I don't routinely order dog food online, but have found WAG to be first rate when I have. I usually arrived the next day if I ordered in the morning. Packaging was good and there was no shipping if buying a large bag.


----------



## artbuc (Apr 12, 2009)

I have never bought on-line even though the prices tempt me. I am too concerned about getting old food. I talked with a couple suppliers and they said they did their best to keep their food turned over but could not guarantee a date. They did say I could return if unhappy but who wants that hassle? When I get Orijen 6Fish, I always get a bag that has 10-11 months left which means it was made just 1-2 months ago.


----------



## WasChampionFan (Mar 31, 2012)

artbuc said:


> I have never bought on-line even though the prices tempt me. I am too concerned about getting old food. I talked with a couple suppliers and they said they did their best to keep their food turned over but could not guarantee a date. They did say I could return if unhappy but who wants that hassle? When I get Orijen 6Fish, I always get a bag that has 10-11 months left which means it was made just 1-2 months ago.


You shouldn't be worried because the on-line companies actually keep lean inventories because none of them have much capital to tie up in inventory and none of them are profitable, so they make frequent small orders of food. They have better tools for inventory management than the stores. I don't think it is a viable business model so in few years everyone will be back to the stores.


----------



## artbuc (Apr 12, 2009)

WasChampionFan said:


> You shouldn't be worried because the on-line companies actually keep lean inventories because none of them have much capital to tie up in inventory and none of them are profitable, so they make frequent small orders of food. They have better tools for inventory management than the stores. I don't think it is a viable business model so in few years everyone will be back to the stores.

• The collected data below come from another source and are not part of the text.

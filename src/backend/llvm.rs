use crate::error::CompileError;
use crate::ir::Instr;
use crate::TAPE_SIZE;

/// Emits the program as a textual SSA module for an external optimizer. The
/// tape pointer is a value threaded through the function; every loop edge
/// joins it with a φ whose back-edge operand is filled in once the matching
/// `]` has been emitted.
pub fn compile(instrs: &[Instr]) -> Result<String, CompileError> {
    Emitter::default().compile(instrs)
}

#[derive(Default)]
struct Emitter {
    lines: Vec<String>,
    next_value: usize,
    /// Name of the block currently being filled
    cur_block: String,
    /// SSA name of the tape pointer in that block
    cur_ptr: String,
    open_loops: Vec<OpenLoop>,
}

struct OpenLoop {
    /// Index of the body block's pointer φ, rewritten at the `]`
    body_phi_line: usize,
    body_phi_name: String,
    body_label: String,
    exit_label: String,
    /// Predecessor feeding both forward edges
    head_block: String,
    head_ptr: String,
}

impl Emitter {
    fn compile(mut self, instrs: &[Instr]) -> Result<String, CompileError> {
        self.lines.push("declare i32 @putchar(i32)".into());
        self.lines.push("declare i32 @getchar()".into());
        self.lines
            .push("declare void @llvm.memset.p0.i64(ptr, i8, i64, i1)".into());
        self.lines.push(String::new());
        self.lines.push("define i32 @main() {".into());
        self.lines.push("entry:".into());
        self.lines
            .push(format!("  %tape = alloca [{} x i8], align 16", TAPE_SIZE));
        self.lines.push(format!(
            "  call void @llvm.memset.p0.i64(ptr %tape, i8 0, i64 {}, i1 false)",
            TAPE_SIZE
        ));
        let mid = self.fresh("p");
        self.lines.push(format!(
            "  {} = getelementptr inbounds i8, ptr %tape, i64 {}",
            mid,
            TAPE_SIZE / 2
        ));
        self.cur_block = "entry".into();
        self.cur_ptr = mid;

        for instr in instrs {
            self.emit(instr)?;
        }
        self.lines.push("}".into());

        Ok(self.lines.join("\n") + "\n")
    }

    fn fresh(&mut self, prefix: &str) -> String {
        let name = format!("%{}{}", prefix, self.next_value);
        self.next_value += 1;
        name
    }

    fn gep(&mut self, offset: i64) -> String {
        if offset == 0 {
            return self.cur_ptr.clone();
        }
        let name = self.fresh("p");
        self.lines.push(format!(
            "  {} = getelementptr inbounds i8, ptr {}, i64 {}",
            name, self.cur_ptr, offset
        ));
        name
    }

    fn load(&mut self, addr: &str) -> String {
        let name = self.fresh("v");
        self.lines.push(format!("  {} = load i8, ptr {}", name, addr));
        name
    }

    fn advance_ptr(&mut self, delta: i64) {
        self.cur_ptr = self.gep(delta);
    }

    fn add_at(&mut self, offset: i64, amount: i8) {
        let addr = self.gep(offset);
        let val = self.load(&addr);
        let sum = self.fresh("v");
        self.lines
            .push(format!("  {} = add i8 {}, {}", sum, val, amount));
        self.lines.push(format!("  store i8 {}, ptr {}", sum, addr));
    }

    fn emit(&mut self, instr: &Instr) -> Result<(), CompileError> {
        match instr {
            Instr::MoveRight => self.advance_ptr(1),
            Instr::MoveLeft => self.advance_ptr(-1),
            Instr::AddPtr { delta } => self.advance_ptr(*delta),
            Instr::Inc => self.add_at(0, 1),
            Instr::Dec => self.add_at(0, -1),
            Instr::Sum { amount, offset } => self.add_at(*offset, *amount),
            Instr::Zero => self
                .lines
                .push(format!("  store i8 0, ptr {}", self.cur_ptr)),
            Instr::MulAdd {
                amount,
                offset,
                neg_induction,
            } => {
                let induction = self.load(&self.cur_ptr.clone());
                let multiplier = if *neg_induction {
                    let neg = self.fresh("v");
                    self.lines
                        .push(format!("  {} = sub i8 0, {}", neg, induction));
                    neg
                } else {
                    induction
                };
                let product = self.fresh("v");
                self.lines
                    .push(format!("  {} = mul i8 {}, {}", product, multiplier, amount));
                let addr = self.gep(*offset);
                let val = self.load(&addr);
                let sum = self.fresh("v");
                self.lines
                    .push(format!("  {} = add i8 {}, {}", sum, val, product));
                self.lines.push(format!("  store i8 {}, ptr {}", sum, addr));
            }
            Instr::Write => {
                let val = self.load(&self.cur_ptr.clone());
                let wide = self.fresh("v");
                self.lines
                    .push(format!("  {} = zext i8 {} to i32", wide, val));
                let ret = self.fresh("v");
                self.lines
                    .push(format!("  {} = call i32 @putchar(i32 {})", ret, wide));
            }
            Instr::Read => {
                let ret = self.fresh("v");
                self.lines.push(format!("  {} = call i32 @getchar()", ret));
                let narrow = self.fresh("v");
                self.lines
                    .push(format!("  {} = trunc i32 {} to i8", narrow, ret));
                self.lines
                    .push(format!("  store i8 {}, ptr {}", narrow, self.cur_ptr));
            }
            Instr::JumpIfZero { own, target } => {
                let body_label = own.to_string();
                let exit_label = target.to_string();

                let val = self.load(&self.cur_ptr.clone());
                let cond = self.fresh("v");
                self.lines
                    .push(format!("  {} = icmp eq i8 {}, 0", cond, val));
                self.lines.push(format!(
                    "  br i1 {}, label %{}, label %{}",
                    cond, exit_label, body_label
                ));
                self.lines.push(String::new());
                self.lines.push(format!("{}:", body_label));

                let phi = self.fresh("p");
                let body_phi_line = self.lines.len();
                // the back-edge operand is unknown until the `]`
                self.lines.push(String::new());
                self.open_loops.push(OpenLoop {
                    body_phi_line,
                    body_phi_name: phi.clone(),
                    body_label: body_label.clone(),
                    exit_label,
                    head_block: std::mem::replace(&mut self.cur_block, body_label),
                    head_ptr: std::mem::replace(&mut self.cur_ptr, phi),
                });
            }
            Instr::JumpUnlessZero { .. } => {
                let frame = self.open_loops.pop().expect("brackets balance");

                let val = self.load(&self.cur_ptr.clone());
                let cond = self.fresh("v");
                self.lines
                    .push(format!("  {} = icmp ne i8 {}, 0", cond, val));
                self.lines.push(format!(
                    "  br i1 {}, label %{}, label %{}",
                    cond, frame.body_label, frame.exit_label
                ));

                self.lines[frame.body_phi_line] = format!(
                    "  {} = phi ptr [ {}, %{} ], [ {}, %{} ]",
                    frame.body_phi_name,
                    frame.head_ptr,
                    frame.head_block,
                    self.cur_ptr,
                    self.cur_block
                );

                self.lines.push(String::new());
                self.lines.push(format!("{}:", frame.exit_label));
                let exit_phi = self.fresh("p");
                self.lines.push(format!(
                    "  {} = phi ptr [ {}, %{} ], [ {}, %{} ]",
                    exit_phi, frame.head_ptr, frame.head_block, self.cur_ptr, self.cur_block
                ));
                self.cur_block = frame.exit_label;
                self.cur_ptr = exit_phi;
            }
            Instr::End => self.lines.push("  ret i32 0".into()),
            Instr::MemScan { .. } => {
                return Err(CompileError::UnsupportedOp {
                    backend: "structured-IR",
                    op: instr.op_name(),
                })
            }
        }
        Ok(())
    }
}

#[cfg(test)]
mod tests {
    use super::*;
    use crate::ir::lower;
    use crate::lexer::Lexer;

    fn emitted(src: &str) -> String {
        compile(&lower(&Lexer::new(src).collect_ops().unwrap())).unwrap()
    }

    #[test]
    fn entry_builds_and_centers_the_tape() {
        let text = emitted("+.");
        assert!(text.contains("%tape = alloca [320000 x i8]"));
        assert!(text.contains("i8 0, i64 320000"));
        assert!(text.contains("getelementptr inbounds i8, ptr %tape, i64 160000"));
        assert!(text.contains("call i32 @putchar"));
        assert!(text.contains("ret i32 0"));
    }

    #[test]
    fn loops_join_the_pointer_with_two_phis() {
        let text = emitted("+[>-<-]");
        assert_eq!(text.matches("= phi ptr [ ").count(), 2);
        assert!(text.contains("label0:"));
        assert!(text.contains("label1:"));
        assert!(text.contains("br i1"));
    }

    #[test]
    fn backedge_operand_points_at_the_tail_block() {
        let text = emitted("[>]");
        // the body block's phi names itself through the backedge: the body
        // both starts and ends the loop, so its own value flows back
        let phi_line = text
            .lines()
            .find(|l| l.contains("= phi ptr") && l.contains("%entry"))
            .unwrap();
        assert!(phi_line.contains("%label0"));
    }

    #[test]
    fn nested_loops_patch_their_own_frames() {
        let text = emitted("+[[-]>]");
        assert_eq!(text.matches("= phi ptr [ ").count(), 4);
        assert!(text.contains("label2:"));
        assert!(text.contains("label3:"));
    }

    #[test]
    fn scans_are_rejected() {
        let result = compile(&[Instr::MemScan { stride: 1 }, Instr::End]);
        assert!(matches!(
            result,
            Err(CompileError::UnsupportedOp {
                backend: "structured-IR",
                ..
            })
        ));
    }
}
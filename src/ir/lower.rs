use std::collections::HashMap;

use crate::lexer::SourceOp;

use super::{Instr, Label};

/// Maps each source op to its IR variant. Bracket pairs receive their label
/// pair here; the lexer has already guaranteed they balance.
pub fn lower(ops: &[SourceOp]) -> Vec<Instr> {
    let labels = assign_labels(ops);

    ops.iter()
        .enumerate()
        .map(|(i, op)| match op {
            SourceOp::MoveRight => Instr::MoveRight,
            SourceOp::MoveLeft => Instr::MoveLeft,
            SourceOp::Inc => Instr::Inc,
            SourceOp::Dec => Instr::Dec,
            SourceOp::Write => Instr::Write,
            SourceOp::Read => Instr::Read,
            SourceOp::JumpIfZero => {
                let (own, target) = labels[&i];
                Instr::JumpIfZero { own, target }
            }
            SourceOp::JumpUnlessZero => {
                let (own, target) = labels[&i];
                Instr::JumpUnlessZero { own, target }
            }
            SourceOp::Eof => Instr::End,
        })
        .collect()
}

/// Pairs brackets with a left-to-right scan over a stack of unmatched `[`s.
/// A pair is numbered when its `]` arrives, so inner loops get the lower
/// numbers: the `[` owns the even label and targets the odd one, its `]` the
/// other way around.
fn assign_labels(ops: &[SourceOp]) -> HashMap<usize, (Label, Label)> {
    let mut left_bracket_locs = vec![];
    let mut labels = HashMap::new();
    let mut counter = 0u32;

    for (i, op) in ops.iter().enumerate() {
        match op {
            SourceOp::JumpIfZero => left_bracket_locs.push(i),
            SourceOp::JumpUnlessZero => {
                let lhs = left_bracket_locs.pop().expect("brackets balance");
                labels.insert(lhs, (Label(counter), Label(counter + 1)));
                labels.insert(i, (Label(counter + 1), Label(counter)));
                counter += 2;
            }
            _ => {}
        }
    }

    labels
}

#[cfg(test)]
mod tests {
    use super::*;
    use crate::lexer::Lexer;

    fn lowered(src: &str) -> Vec<Instr> {
        lower(&Lexer::new(src).collect_ops().unwrap())
    }

    #[test]
    fn lowering_round_trips() {
        let src = "->+<[.,[-]]";
        let printed: String = lowered(src)
            .iter()
            .filter_map(|instr| instr.source_symbol())
            .collect();
        assert_eq!(printed, src);
    }

    #[test]
    fn appends_the_terminator() {
        assert_eq!(lowered("+").last(), Some(&Instr::End));
    }

    #[test]
    fn inner_loops_are_numbered_first() {
        let instrs = lowered("[[]]");
        assert_eq!(
            instrs[1],
            Instr::JumpIfZero {
                own: Label(0),
                target: Label(1)
            }
        );
        assert_eq!(
            instrs[2],
            Instr::JumpUnlessZero {
                own: Label(1),
                target: Label(0)
            }
        );
        assert_eq!(
            instrs[0],
            Instr::JumpIfZero {
                own: Label(2),
                target: Label(3)
            }
        );
        assert_eq!(
            instrs[3],
            Instr::JumpUnlessZero {
                own: Label(3),
                target: Label(2)
            }
        );
    }
}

Interesting because it seems (perception may NOT be reality) that there has been a proliferation of on-line pet food stores. I take your point though. How can they sell a bag of food for the same or less than a bricks/mortar store and then offer free shipping to boot? I always assumed the margin on pet food was huge, but maybe not.


----------



## Tayla's Mom (Apr 20, 2012)

From my store owning friends the margin is actually low. Everything seems to be going to on-line lately as stores have so much overhead and are having a hard time competing with on-line prices in other areas so why not dog food. I just ordered my first bag of Grandma Lucy's from Pet Flow. Coupon and free shipping brought the price to almost 1/2 of THK price. We will see how they like it.


----------



## MikaTallulah (Jul 19, 2006)

I have used Mr Chewy's and Petflow. Both came very quickly and were cheaper than buying it local both times


----------



## cubbysan (Mar 13, 2007)

I buy my Wellness dog and cat food at mrcheweys. Free shipping, no taxes, and about 10 dollars cheaper a bag than Petco. Takes about two days for delivery, plus I was very impressed when I sent an e-mail on a Saturday afternoon questioning them about recalls, and I got an answer back in 5 to 10 minutes!


----------



## CarolinaCasey (Jun 1, 2007)

My mother in law orders from Mr Chewy's. They were out of her usual 5 lb bag on auto delivery so they sent a 30 lb bag at the 5 lb price. Nice! 

I've ordered from Petfooddirect and K9cuisind before with good results. 


Sent from my iPhone using PG Free


----------



## Melfice (Aug 4, 2012)

I'm glad I read this thread. By ordering online I'm saving money, and that's a good thing in my book


----------



## newport (Aug 8, 2011)

My last order of EVO was from WAG.com. I ordered a 20 lb bag... got free shipping.... no sales tax and it showed up THE NEXT DAY!!!!!.


----------